Exercise prompt: Write out the entries below exactly, from the first line to the one with "collections or storage.", both ends included.

Data for this task:
=== Section Start ===

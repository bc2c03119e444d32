//! Application controller.
//!
//! # Responsibility
//! - Own both collections, the persistence adapter and the view selections.
//! - Validate drafts, stamp ids/timestamps, mutate, then persist.
//!
//! # Invariants
//! - Every applied mutation writes the full mutated collection before the
//!   call returns; no-ops write nothing.
//! - Rejected drafts never touch the collections or storage.
//! - Selecting a tab clears the selected category.

use crate::model::note::{Note, NoteDraft};
use crate::model::now_utc;
use crate::model::todo::{Todo, TodoDraft};
use crate::model::ValidationError;
use crate::persist::export::{export_snapshot, ExportError, ExportSnapshot};
use crate::persist::id::generate_id;
use crate::persist::{KvStore, Persistence, Record, StoreError};
use crate::store::{Collection, Entity, EntityFilter, FilteredView, StatusFilter, TodoCounts};
use log::{info, warn};
use std::error::Error;
use std::fmt::{Display, Formatter};

pub type NotebookResult<T> = Result<T, NotebookError>;

#[derive(Debug)]
pub enum NotebookError {
    /// Draft rejected before reaching the store ("cannot save").
    Validation(ValidationError),
    /// In-memory state changed but the snapshot write failed.
    Storage(StoreError),
    /// A freshly generated id was already taken; nothing was inserted.
    DuplicateId(String),
}

impl Display for NotebookError {
    fn fmt(&self, f: &mut Formatter<'_>) -> std::fmt::Result {
        match self {
            Self::Validation(err) => write!(f, "cannot save: {err}"),
            Self::Storage(err) => write!(f, "failed to persist: {err}"),
            Self::DuplicateId(id) => write!(f, "id `{id}` is already in use"),
        }
    }
}

impl Error for NotebookError {
    fn source(&self) -> Option<&(dyn Error + 'static)> {
        match self {
            Self::Validation(err) => Some(err),
            Self::Storage(err) => Some(err),
            Self::DuplicateId(_) => None,
        }
    }
}

impl From<ValidationError> for NotebookError {
    fn from(value: ValidationError) -> Self {
        Self::Validation(value)
    }
}

impl From<StoreError> for NotebookError {
    fn from(value: StoreError) -> Self {
        Self::Storage(value)
    }
}

#[derive(Debug, Clone, Copy, Default, PartialEq, Eq)]
pub enum Tab {
    #[default]
    Notes,
    Todos,
}

/// Transient UI selections. Never persisted.
#[derive(Debug, Clone, Default, PartialEq, Eq)]
pub struct ViewState {
    pub tab: Tab,
    pub filter: EntityFilter,
}

/// Explicit request from the presentation layer.
#[derive(Debug, Clone, PartialEq, Eq)]
pub enum Command {
    CreateNote(NoteDraft),
    EditNote { id: String, draft: NoteDraft },
    DeleteNote(String),
    CreateTodo(TodoDraft),
    EditTodo { id: String, draft: TodoDraft },
    ToggleTodo(String),
    DeleteTodo(String),
    SelectTab(Tab),
    SetSearch(String),
    SelectCategory(String),
    SetStatusFilter(StatusFilter),
}

/// What a command did.
#[derive(Debug, Clone, PartialEq, Eq)]
pub enum Outcome {
    Created { id: String },
    Applied,
    /// Unknown id; nothing changed and nothing was written.
    Unchanged,
}

impl From<bool> for Outcome {
    fn from(changed: bool) -> Self {
        if changed {
            Self::Applied
        } else {
            Self::Unchanged
        }
    }
}

/// Single owner of application state.
pub struct Notebook<S: KvStore> {
    notes: Collection<Note>,
    todos: Collection<Todo>,
    persistence: Persistence<S>,
    view: ViewState,
}

impl<S: KvStore> Notebook<S> {
    /// Loads both collections from `store`; bad or missing data yields empty
    /// collections.
    pub fn open(store: S) -> Self {
        let persistence = Persistence::new(store);
        let notes = Collection::from_items(persistence.load::<Note>());
        let todos = Collection::from_items(persistence.load::<Todo>());
        info!(
            "event=notebook_open module=service status=ok notes={} todos={}",
            notes.len(),
            todos.len()
        );
        Self {
            notes,
            todos,
            persistence,
            view: ViewState::default(),
        }
    }

    pub fn notes(&self) -> &Collection<Note> {
        &self.notes
    }

    pub fn todos(&self) -> &Collection<Todo> {
        &self.todos
    }

    pub fn view(&self) -> &ViewState {
        &self.view
    }

    pub fn store(&self) -> &S {
        self.persistence.store()
    }

    pub fn into_store(self) -> S {
        self.persistence.into_store()
    }

    /// Dispatches one presentation-layer command.
    pub fn apply(&mut self, command: Command) -> NotebookResult<Outcome> {
        match command {
            Command::CreateNote(draft) => {
                let note = self.create_note(&draft)?;
                Ok(Outcome::Created { id: note.id })
            }
            Command::EditNote { id, draft } => self.edit_note(&id, &draft).map(Outcome::from),
            Command::DeleteNote(id) => self.delete_note(&id).map(Outcome::from),
            Command::CreateTodo(draft) => {
                let todo = self.create_todo(&draft)?;
                Ok(Outcome::Created { id: todo.id })
            }
            Command::EditTodo { id, draft } => self.edit_todo(&id, &draft).map(Outcome::from),
            Command::ToggleTodo(id) => self.toggle_todo(&id).map(Outcome::from),
            Command::DeleteTodo(id) => self.delete_todo(&id).map(Outcome::from),
            Command::SelectTab(tab) => {
                self.select_tab(tab);
                Ok(Outcome::Applied)
            }
            Command::SetSearch(query) => {
                self.set_search(query);
                Ok(Outcome::Applied)
            }
            Command::SelectCategory(category) => {
                self.select_category(category);
                Ok(Outcome::Applied)
            }
            Command::SetStatusFilter(status) => {
                self.set_status_filter(status);
                Ok(Outcome::Applied)
            }
        }
    }

    pub fn create_note(&mut self, draft: &NoteDraft) -> NotebookResult<Note> {
        let id = unused_id(&self.notes, generate_id);
        let note = Note::from_draft(id, draft, now_utc())?;
        insert_new(&mut self.notes, note.clone())?;
        persist(&mut self.persistence, &self.notes)?;
        Ok(note)
    }

    /// Replaces the note `id` with the edited draft. `Ok(false)` when absent.
    pub fn edit_note(&mut self, id: &str, draft: &NoteDraft) -> NotebookResult<bool> {
        let Some(current) = self.notes.get(id) else {
            draft.normalized()?;
            return Ok(false);
        };
        let revised = current.revised(draft, now_utc())?;
        self.notes.update(revised);
        persist(&mut self.persistence, &self.notes)?;
        Ok(true)
    }

    pub fn delete_note(&mut self, id: &str) -> NotebookResult<bool> {
        if !self.notes.delete(id) {
            return Ok(false);
        }
        persist(&mut self.persistence, &self.notes)?;
        Ok(true)
    }

    pub fn create_todo(&mut self, draft: &TodoDraft) -> NotebookResult<Todo> {
        let id = unused_id(&self.todos, generate_id);
        let todo = Todo::from_draft(id, draft, now_utc())?;
        insert_new(&mut self.todos, todo.clone())?;
        persist(&mut self.persistence, &self.todos)?;
        Ok(todo)
    }

    /// Replaces the todo `id` with the edited draft. `Ok(false)` when absent.
    pub fn edit_todo(&mut self, id: &str, draft: &TodoDraft) -> NotebookResult<bool> {
        let Some(current) = self.todos.get(id) else {
            draft.normalized()?;
            return Ok(false);
        };
        let revised = current.revised(draft)?;
        self.todos.update(revised);
        persist(&mut self.persistence, &self.todos)?;
        Ok(true)
    }

    pub fn toggle_todo(&mut self, id: &str) -> NotebookResult<bool> {
        if !self.todos.toggle_completed(id) {
            return Ok(false);
        }
        persist(&mut self.persistence, &self.todos)?;
        Ok(true)
    }

    pub fn delete_todo(&mut self, id: &str) -> NotebookResult<bool> {
        if !self.todos.delete(id) {
            return Ok(false);
        }
        persist(&mut self.persistence, &self.todos)?;
        Ok(true)
    }

    pub fn select_tab(&mut self, tab: Tab) {
        self.view.tab = tab;
        self.view.filter.category.clear();
    }

    pub fn set_search(&mut self, query: impl Into<String>) {
        self.view.filter.search = query.into();
    }

    /// Empty string clears the category selection.
    pub fn select_category(&mut self, category: impl Into<String>) {
        self.view.filter.category = category.into();
    }

    pub fn set_status_filter(&mut self, status: StatusFilter) {
        self.view.filter.status = status;
    }

    /// Notes matching the current search and category.
    pub fn visible_notes(&self) -> FilteredView<'_, Note> {
        self.notes.filter(&self.view.filter)
    }

    /// Todos matching the current search, category and status.
    pub fn visible_todos(&self) -> FilteredView<'_, Todo> {
        self.todos.filter(&self.view.filter)
    }

    pub fn note_categories(&self) -> Vec<String> {
        self.notes.derived_categories()
    }

    pub fn todo_categories(&self) -> Vec<String> {
        self.todos.derived_categories()
    }

    pub fn todo_counts(&self) -> TodoCounts {
        self.todos.counts()
    }

    pub fn export_snapshot(&self) -> Result<ExportSnapshot, ExportError> {
        export_snapshot(self.notes.as_slice(), self.todos.as_slice())
    }
}

/// Draws ids from `next` until one is free in `collection`.
///
/// Loaded data may carry ids minted by another process, so the clock part
/// alone does not rule out a clash.
fn unused_id<T: Entity>(collection: &Collection<T>, mut next: impl FnMut() -> String) -> String {
    loop {
        let id = next();
        if !collection.contains(&id) {
            return id;
        }
        warn!(
            "event=id_collision module=service status=retry collection={} id={id}",
            T::LABEL
        );
    }
}

fn insert_new<T: Entity>(collection: &mut Collection<T>, entity: T) -> NotebookResult<()> {
    let id = entity.id().to_string();
    if collection.add(entity) {
        Ok(())
    } else {
        Err(NotebookError::DuplicateId(id))
    }
}

fn persist<S: KvStore, T: Record + Entity>(
    persistence: &mut Persistence<S>,
    collection: &Collection<T>,
) -> NotebookResult<()> {
    persistence.save(collection.as_slice())?;
    Ok(())
}

#[cfg(test)]
mod tests {
    use super::{insert_new, unused_id, NotebookError};
    use crate::model::note::{Note, NoteDraft};
    use crate::store::Collection;
    use chrono::{TimeZone, Utc};

    fn note(id: &str) -> Note {
        let now = Utc.with_ymd_and_hms(2025, 5, 1, 8, 0, 0).unwrap();
        Note::from_draft(id, &NoteDraft::new("t", "", ""), now).unwrap()
    }

    #[test]
    fn unused_id_skips_ids_already_present() {
        let mut notes = Collection::new();
        notes.add(note("taken"));

        let mut candidates = ["taken", "taken", "fresh"].into_iter().map(str::to_string);
        let id = unused_id(&notes, || candidates.next().unwrap());
        assert_eq!(id, "fresh");
    }

    #[test]
    fn insert_new_reports_collision_without_touching_collection() {
        let mut notes = Collection::new();
        notes.add(note("a"));
        let before = notes.clone();

        let err = insert_new(&mut notes, note("a")).unwrap_err();
        assert!(matches!(err, NotebookError::DuplicateId(id) if id == "a"));
        assert_eq!(notes, before);

        insert_new(&mut notes, note("b")).unwrap();
        assert_eq!(notes.len(), 2);
    }
}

=== Section End ===

Exercise response:
repository bc2c03119e444d32
//! Application controller.
//!
//! # Responsibility
//! - Own both collections, the persistence adapter and the view selections.
//! - Validate drafts, stamp ids/timestamps, mutate, then persist.
//!
//! # Invariants
//! - Every applied mutation writes the full mutated collection before the
//!   call returns; no-ops write nothing.
//! - Rejected drafts never touch the collections or storage.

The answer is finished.